> WHAT YOU NEED TO DO
The data beneath this task is to be duplicated exactly, in its entirety.
*** Opening of INPUT MATERIAL ***
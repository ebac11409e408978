//! In-place retry of retryable handler failures.

use super::HandlerFuture;
use crate::retry::{RetryPolicy, retry_with_predicate};
use courier_core::handler::HandlerError;
use courier_core::message::Message;
use std::task::{Context, Poll};
use tower::{Layer, Service, ServiceExt};

/// Layer that retries the inner service with exponential backoff.
///
/// Only errors for which [`HandlerError::is_retryable`] holds are retried;
/// decode failures surface at once. The error of the last attempt is returned
/// when the policy is exhausted.
#[derive(Clone, Debug, Default)]
pub struct RetryLayer {
    policy: RetryPolicy,
}

impl RetryLayer {
    /// Create a retry layer with the given policy.
    #[must_use]
    pub const fn new(policy: RetryPolicy) -> Self {
        Self { policy }
    }
}

impl<S> Layer<S> for RetryLayer {
    type Service = Retry<S>;

    fn layer(&self, inner: S) -> Self::Service {
        Retry {
            inner,
            policy: self.policy.clone(),
        }
    }
}

/// Middleware service for in-place retries.
#[derive(Clone, Debug)]
pub struct Retry<S> {
    inner: S,
    policy: RetryPolicy,
}

impl<S> Service<Message> for Retry<S>
where
    S: Service<Message, Response = Vec<Message>, Error = HandlerError> + Clone + Send + 'static,
    S::Future: Send + 'static,
{
    type Response = Vec<Message>;
    type Error = HandlerError;
    type Future = HandlerFuture;

    fn poll_ready(&mut self, _cx: &mut Context<'_>) -> Poll<Result<(), Self::Error>> {
        // Every attempt drives readiness on its own clone of the inner service.
        Poll::Ready(Ok(()))
    }

    fn call(&mut self, message: Message) -> Self::Future {
        let inner = self.inner.clone();
        let policy = self.policy.clone();

        Box::pin(async move {
            retry_with_predicate(
                policy,
                move || inner.clone().oneshot(message.clone()),
                HandlerError::is_retryable,
            )
            .await
        })
    }
}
*** Close of INPUT MATERIAL ***
> ANSWER TO THE PROBLEM
repository ebac11409e408978
//! In-place retry of retryable handler failures.

use super::HandlerFuture;
use crate::retry::{RetryPolicy, retry_with_predicate};
use courier_core::handler::HandlerError;
use courier_core::message::Message;
use std::task::{Context, Poll};
use tower::{Layer, Service, ServiceExt};

/// Layer that retries the inner service with exponential backoff.
///
/// Only errors for which [`HandlerError::is_retryable`] holds are retried;
/// decode failures surface at once. The error of the last attempt is returned
/// when the policy is exhausted.
#[derive(Clone, Debug, Default)]
pub struct RetryLayer {
    policy: RetryPolicy,
}

impl RetryLayer {
    /// Create a retry layer with the given policy.
    #[must_use]
    pub const fn new(policy: RetryPolicy) -> Self {
        Self { policy }
    }
}

impl<S> Layer<S> for RetryLayer {
    type Service = Retry<S>;

    fn layer(&self, inner: S) -> Self::Service {
        Retry {
            inner,
            policy: self.policy.clone(),
        }
    }
}

/// Middleware service for in-place retries.
#[derive(Clone, Debug)]
pub struct Retry<S> {
    inner: S,
    policy: RetryPolicy,
}

impl<S> Service<Message> for Retry<S>
where
    S: Service<Message, Response = Vec<Message>, Error = HandlerError> + Clone + Send + 'static,
    S::Future: Send + 'static,
{
    type Response = Vec<Message>;
    type Error = HandlerError;
    type Future = HandlerFuture;

    fn poll_ready(&mut self, _cx: &mut Context<'_>) -> Poll<Result<(), Self::Error>> {
        // Every attempt drives readiness on its own clone of the inner service.
        Poll::Ready(Ok(()))
    }

    fn call(&mut self, message: Message) -> Self::Future {
        let inner = self.inner.clone();
        let policy = self.policy.clone();

        Box::pin(async move {
            retry_with_predicate(
                policy,
                move || inner.clone().oneshot(message.clone()),
                HandlerError::is_retryable,
            )
            .await
        })
    }
}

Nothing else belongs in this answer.